Euler's Method is a simple numerical technique for solving ordinary differential equations (ODEs). It provides an approximate solution to an initial value problem by using a step-by-step approach. The core idea is to use the slope of the tangent line on a small interval to estimate the new value of the dependent variable.
Imagine it as sketching the curve of the solution by plotting small, linear segments.

• Start with an initial value, known as the initial condition, which specifies one point on the solution curve (e.g., \(x_0, y_0\)).
• Compute the slope of the function using the given differential equation \(\frac{dy}{dx}\).
• Use this slope to predict the next value of the function after a small step size.
• Repeat the process to continue estimating more points along the curve.
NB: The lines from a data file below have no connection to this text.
//! Resilient connector over an unreliable remote tool server.
//!
//! A [`ResilientConnector`] owns at most one live [`Session`] and is always in
//! exactly one [`ConnectorState`]. A background health loop creates sessions
//! and probes them on a fixed schedule; callers never wait for a reconnect,
//! they get [`McpError::NotConnected`] immediately instead.
//!
//! ```text
//!                 session created + ping ok
//!   Disconnected ───────────────────────────▶ Connected
//!        ▲                                        │
//!        └────── ping failed / transport error ───┘
//! ```
//!
//! State changes are delivered to a single observer callback, in order, from
//! a dispatcher task. The callback runs on the blocking pool so that a slow
//! observer never holds up the health loop.

use std::sync::{Arc, Mutex, MutexGuard, PoisonError, RwLock};
use std::time::Duration;

use serde::Serialize;
use tokio::sync::{mpsc, watch};
use tokio::task::JoinHandle;
use tokio_util::sync::CancellationToken;
use tracing::{debug, info, warn};

use crate::mcp::catalog::ToolDescriptor;
use crate::mcp::error::{McpError, McpResult};
use crate::mcp::transport::{ServerIdentity, Session, SessionFactory};

/// Delay between two health-check iterations.
pub const DEFAULT_PROBE_INTERVAL: Duration = Duration::from_secs(10);

/// Connection state of one connector.
#[derive(Debug, Clone, Copy, PartialEq, Eq, Serialize)]
#[serde(rename_all = "snake_case")]
pub enum ConnectorState {
    Disconnected,
    Connected,
}

/// Callback invoked with `true` when a server becomes reachable and `false`
/// when it stops being reachable.
pub type ConnectionObserver = Arc<dyn Fn(bool) + Send + Sync>;

/// Tunables for the health loop.
#[derive(Debug, Clone, Copy)]
pub struct ConnectorSettings {
    pub probe_interval: Duration,
}

impl Default for ConnectorSettings {
    fn default() -> Self {
        Self {
            probe_interval: DEFAULT_PROBE_INTERVAL,
        }
    }
}

/// Wraps a session that may be absent or stale and recovers automatically.
pub struct ResilientConnector {
    inner: Arc<ConnectorInner>,
    cancel: CancellationToken,
    tasks: Mutex<Vec<JoinHandle<()>>>,
    events: Mutex<Option<mpsc::UnboundedReceiver<bool>>>,
}

struct ConnectorInner {
    name: String,
    factory: Arc<dyn SessionFactory>,
    settings: ConnectorSettings,
    session: RwLock<Option<Arc<dyn Session>>>,
    state: watch::Sender<ConnectorState>,
    events: mpsc::UnboundedSender<bool>,
    observer: RwLock<Option<ConnectionObserver>>,
    // health-check iterations never overlap
    probe_lock: tokio::sync::Mutex<()>,
}

impl std::fmt::Debug for ResilientConnector {
    fn fmt(&self, f: &mut std::fmt::Formatter<'_>) -> std::fmt::Result {
        f.debug_struct("ResilientConnector")
            .field("name", &self.inner.name)
            .field("state", &self.state())
            .field("probe_interval", &self.inner.settings.probe_interval)
            .finish()
    }
}

fn lock<T>(mutex: &Mutex<T>) -> MutexGuard<'_, T> {
    mutex.lock().unwrap_or_else(PoisonError::into_inner)
}

impl ResilientConnector {
    /// Create a connector in the `Disconnected` state.
    ///
    /// Nothing happens on the network until [`start`](Self::start) spawns the
    /// health loop.
    pub fn new(factory: Arc<dyn SessionFactory>, settings: ConnectorSettings) -> Self {
        let (events_tx, events_rx) = mpsc::unbounded_channel();
        let (state, _) = watch::channel(ConnectorState::Disconnected);

        Self {
            inner: Arc::new(ConnectorInner {
                name: factory.server_name().to_string(),
                factory,
                settings,
                session: RwLock::new(None),
                state,
                events: events_tx,
                observer: RwLock::new(None),
                probe_lock: tokio::sync::Mutex::new(()),
            }),
            cancel: CancellationToken::new(),
            tasks: Mutex::new(Vec::new()),
            events: Mutex::new(Some(events_rx)),
        }
    }

    /// Name of the remote server.
    pub fn name(&self) -> &str {
        &self.inner.name
    }

    pub fn state(&self) -> ConnectorState {
        *self.inner.state.borrow()
    }

    pub fn is_connected(&self) -> bool {
        self.inner.current().is_some()
    }

    /// Watch state transitions without taking the observer slot.
    pub fn subscribe_state(&self) -> watch::Receiver<ConnectorState> {
        self.inner.state.subscribe()
    }

    /// Register the connection observer.
    ///
    /// There is a single slot: registering a second observer replaces the
    /// first, which is not retained.
    pub fn set_observer<F>(&self, observer: F)
    where
        F: Fn(bool) + Send + Sync + 'static,
    {
        let mut slot = self
            .inner
            .observer
            .write()
            .unwrap_or_else(PoisonError::into_inner);
        if slot.is_some() {
            debug!(
                name: "mcp.connector.observer_replaced",
                server = %self.inner.name,
                "Replacing connection observer"
            );
        }
        *slot = Some(Arc::new(observer));
    }

    /// Spawn the health loop and the notification dispatcher.
    ///
    /// The first health check runs immediately. Calling `start` again is a no-op.
    pub fn start(&self) {
        let Some(events) = lock(&self.events).take() else {
            return;
        };

        let mut tasks = lock(&self.tasks);
        tasks.push(tokio::spawn(dispatch_events(
            Arc::clone(&self.inner),
            events,
            self.cancel.clone(),
        )));
        tasks.push(tokio::spawn(health_loop(
            Arc::clone(&self.inner),
            self.cancel.clone(),
        )));

        info!(
            name: "mcp.connector.started",
            server = %self.inner.name,
            probe_interval_ms = self.inner.settings.probe_interval.as_millis(),
            "Health loop started"
        );
    }

    /// Run one health-check iteration now.
    ///
    /// This is what the background loop does on every tick: create a session
    /// if there is none, ping it, and publish a state change if one happened.
    pub async fn probe_once(&self) {
        self.inner.probe_once().await;
    }

    /// Stop the health loop, wait for it to finish and close the held session.
    ///
    /// The connector stays usable as a read-only handle afterwards; every call
    /// fails with `NotConnected`.
    pub async fn shutdown(&self) {
        self.cancel.cancel();

        let tasks = std::mem::take(&mut *lock(&self.tasks));
        for task in tasks {
            if let Err(e) = task.await {
                if !e.is_cancelled() {
                    warn!(
                        name: "mcp.connector.task_failed",
                        server = %self.inner.name,
                        error = %e,
                        "Connector task ended abnormally"
                    );
                }
            }
        }

        let session = {
            let mut slot = self
                .inner
                .session
                .write()
                .unwrap_or_else(PoisonError::into_inner);
            self.inner.state.send_replace(ConnectorState::Disconnected);
            slot.take()
        };
        if let Some(session) = session {
            session.close().await;
        }

        info!(name: "mcp.connector.stopped", server = %self.inner.name, "Connector stopped");
    }

    /// Identity and capabilities reported by the connected server.
    pub fn server_identity(&self) -> McpResult<ServerIdentity> {
        Ok(self.session_for("server_identity")?.identity())
    }

    /// List the tools the server currently offers.
    pub async fn list_tools(&self) -> McpResult<Vec<ToolDescriptor>> {
        let session = self.session_for("list_tools")?;
        let result = session.list_tools().await;
        self.settle(&session, result).await
    }

    /// Invoke a tool on the server.
    pub async fn call_tool(
        &self,
        name: &str,
        arguments: serde_json::Value,
    ) -> McpResult<serde_json::Value> {
        let session = self.session_for("call_tool")?;
        let result = session.call_tool(name, arguments).await;
        self.settle(&session, result).await
    }

    fn session_for(&self, operation: &str) -> McpResult<Arc<dyn Session>> {
        self.inner
            .current()
            .ok_or_else(|| McpError::not_connected(&self.inner.name, operation))
    }

    /// Transport failures discard the session; the health loop reconnects on
    /// its own schedule.
    async fn settle<T>(&self, session: &Arc<dyn Session>, result: McpResult<T>) -> McpResult<T> {
        if let Err(e) = &result {
            if e.is_transport() {
                self.inner.invalidate(session, &e.to_string()).await;
            }
        }
        result
    }
}

impl Drop for ResilientConnector {
    fn drop(&mut self) {
        self.cancel.cancel();
    }
}

impl ConnectorInner {
    fn current(&self) -> Option<Arc<dyn Session>> {
        self.session
            .read()
            .unwrap_or_else(PoisonError::into_inner)
            .clone()
    }

    async fn probe_once(&self) {
        let _iteration = self.probe_lock.lock().await;

        let (session, fresh) = match self.current() {
            Some(session) => (session, false),
            None => match self.factory.create_session().await {
                Ok(session) => (session, true),
                Err(e) => {
                    warn!(
                        name: "mcp.connector.connect_failed",
                        server = %self.name,
                        error = %e,
                        "Failed to create session"
                    );
                    return;
                }
            },
        };

        debug!(name: "mcp.connector.ping", server = %self.name, "Pinging server");

        let ping = session.ping().await;
        match ping {
            Ok(()) if fresh => self.install(session),
            Ok(()) => {}
            Err(e) => {
                warn!(
                    name: "mcp.connector.ping_failed",
                    server = %self.name,
                    error = %e,
                    "Ping to the MCP server failed"
                );
                if fresh {
                    session.close().await;
                } else {
                    self.invalidate(&session, &e.to_string()).await;
                }
            }
        }
    }

    fn install(&self, session: Arc<dyn Session>) {
        let identity = session.identity();
        {
            let mut slot = self.session.write().unwrap_or_else(PoisonError::into_inner);
            *slot = Some(session);
            self.state.send_replace(ConnectorState::Connected);
            // queued under the lock so events keep transition order
            self.publish(true);
        }

        info!(
            name: "mcp.connector.connected",
            server = %self.name,
            remote = %identity.name,
            version = %identity.version,
            "MCP server connected"
        );
    }

    /// Drop `failed` if it is still the current session.
    async fn invalidate(&self, failed: &Arc<dyn Session>, reason: &str) {
        let dropped = {
            let mut slot = self.session.write().unwrap_or_else(PoisonError::into_inner);
            match slot.as_ref() {
                Some(current) if Arc::ptr_eq(current, failed) => {
                    self.state.send_replace(ConnectorState::Disconnected);
                    self.publish(false);
                    slot.take()
                }
                _ => None,
            }
        };

        if let Some(session) = dropped {
            warn!(
                name: "mcp.connector.disconnected",
                server = %self.name,
                reason = %reason,
                "MCP server disconnected"
            );
            session.close().await;
        }
    }

    fn publish(&self, reachable: bool) {
        // The receiver only goes away after shutdown.
        if self.events.send(reachable).is_err() {
            debug!(
                name: "mcp.connector.event_dropped",
                server = %self.name,
                reachable,
                "No dispatcher for connection event"
            );
        }
    }

    fn observer(&self) -> Option<ConnectionObserver> {
        self.observer
            .read()
            .unwrap_or_else(PoisonError::into_inner)
            .clone()
    }
}

async fn health_loop(inner: Arc<ConnectorInner>, cancel: CancellationToken) {
    loop {
        tokio::select! {
            () = cancel.cancelled() => break,
            () = inner.probe_once() => {}
        }
        tokio::select! {
            () = cancel.cancelled() => break,
            () = tokio::time::sleep(inner.settings.probe_interval) => {}
        }
    }
    debug!(name: "mcp.connector.loop_stopped", server = %inner.name, "Health loop stopped");
}

async fn dispatch_events(
    inner: Arc<ConnectorInner>,
    mut events: mpsc::UnboundedReceiver<bool>,
    cancel: CancellationToken,
) {
    loop {
        let reachable = tokio::select! {
            () = cancel.cancelled() => break,
            event = events.recv() => match event {
                Some(reachable) => reachable,
                None => break,
            },
        };

        let Some(observer) = inner.observer() else {
            continue;
        };
        if let Err(e) = tokio::task::spawn_blocking(move || observer(reachable)).await {
            warn!(
                name: "mcp.connector.observer_failed",
                server = %inner.name,
                error = %e,
                "Connection observer panicked"
            );
        }
    }
}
Differential equations are mathematical equations relating a function with its derivatives. They play a crucial role in describing various phenomena in science and engineering, such as heat conduction, wave propagation, and population dynamics.
In the given exercise, \(\frac{dy}{dx} = \frac{5}{x}\) is a differential equation expressing the rate of change of \(y\) with respect to \(x\). The equation is telling us how \(y\) changes as \(x\) changes.
To solve a differential equation means to find a function \(y\) that satisfies the equation for a range of values. In many cases, especially when an equation is complex or lacks an analytical solution, numerical methods like Euler's can be employed to approximate the solution.

An initial value problem (IVP) is a type of differential equation problem that seeks to find a function satisfying a differential equation along with initial conditions. These initial conditions provide specific values for the function at a particular point, allowing for a specific, unique solution.
In our example, the initial value problem is given by the equation \(\frac{dy}{dx} = \frac{5}{x}\) with the condition \(x_0 = 2\), \(y_0 = 2\). This means, when \(x = 2\), then \(y = 2\). These initial conditions are critical as they anchor the solution to a particular starting point, from which we use Euler's method to explore how the function behaves as \(x\) increases.

Step size is a crucial element in numerical methods like Euler's method. It determines the interval at which function values are approximated and subsequently joined together to sketch the solution curve.
For our exercise, we need to calculate the step size \(h\) based on the number of steps we wish to take between the initial point and our point of interest. Here, we need to estimate \(y\) at \(x = 8\) starting from \(x_0 = 2\) with two equal steps. Hence, the step size is calculated as \[h = \frac{8 - 2}{2} = 3.\]
Choosing the appropriate step size

• A smaller step size generally yields a more accurate approximation but takes more computations.
• A larger step size reduces computation but can lead to significant errors, especially if the function has high curvature.

In practical terms, step size plays a balancing act between computational efficiency and accuracy.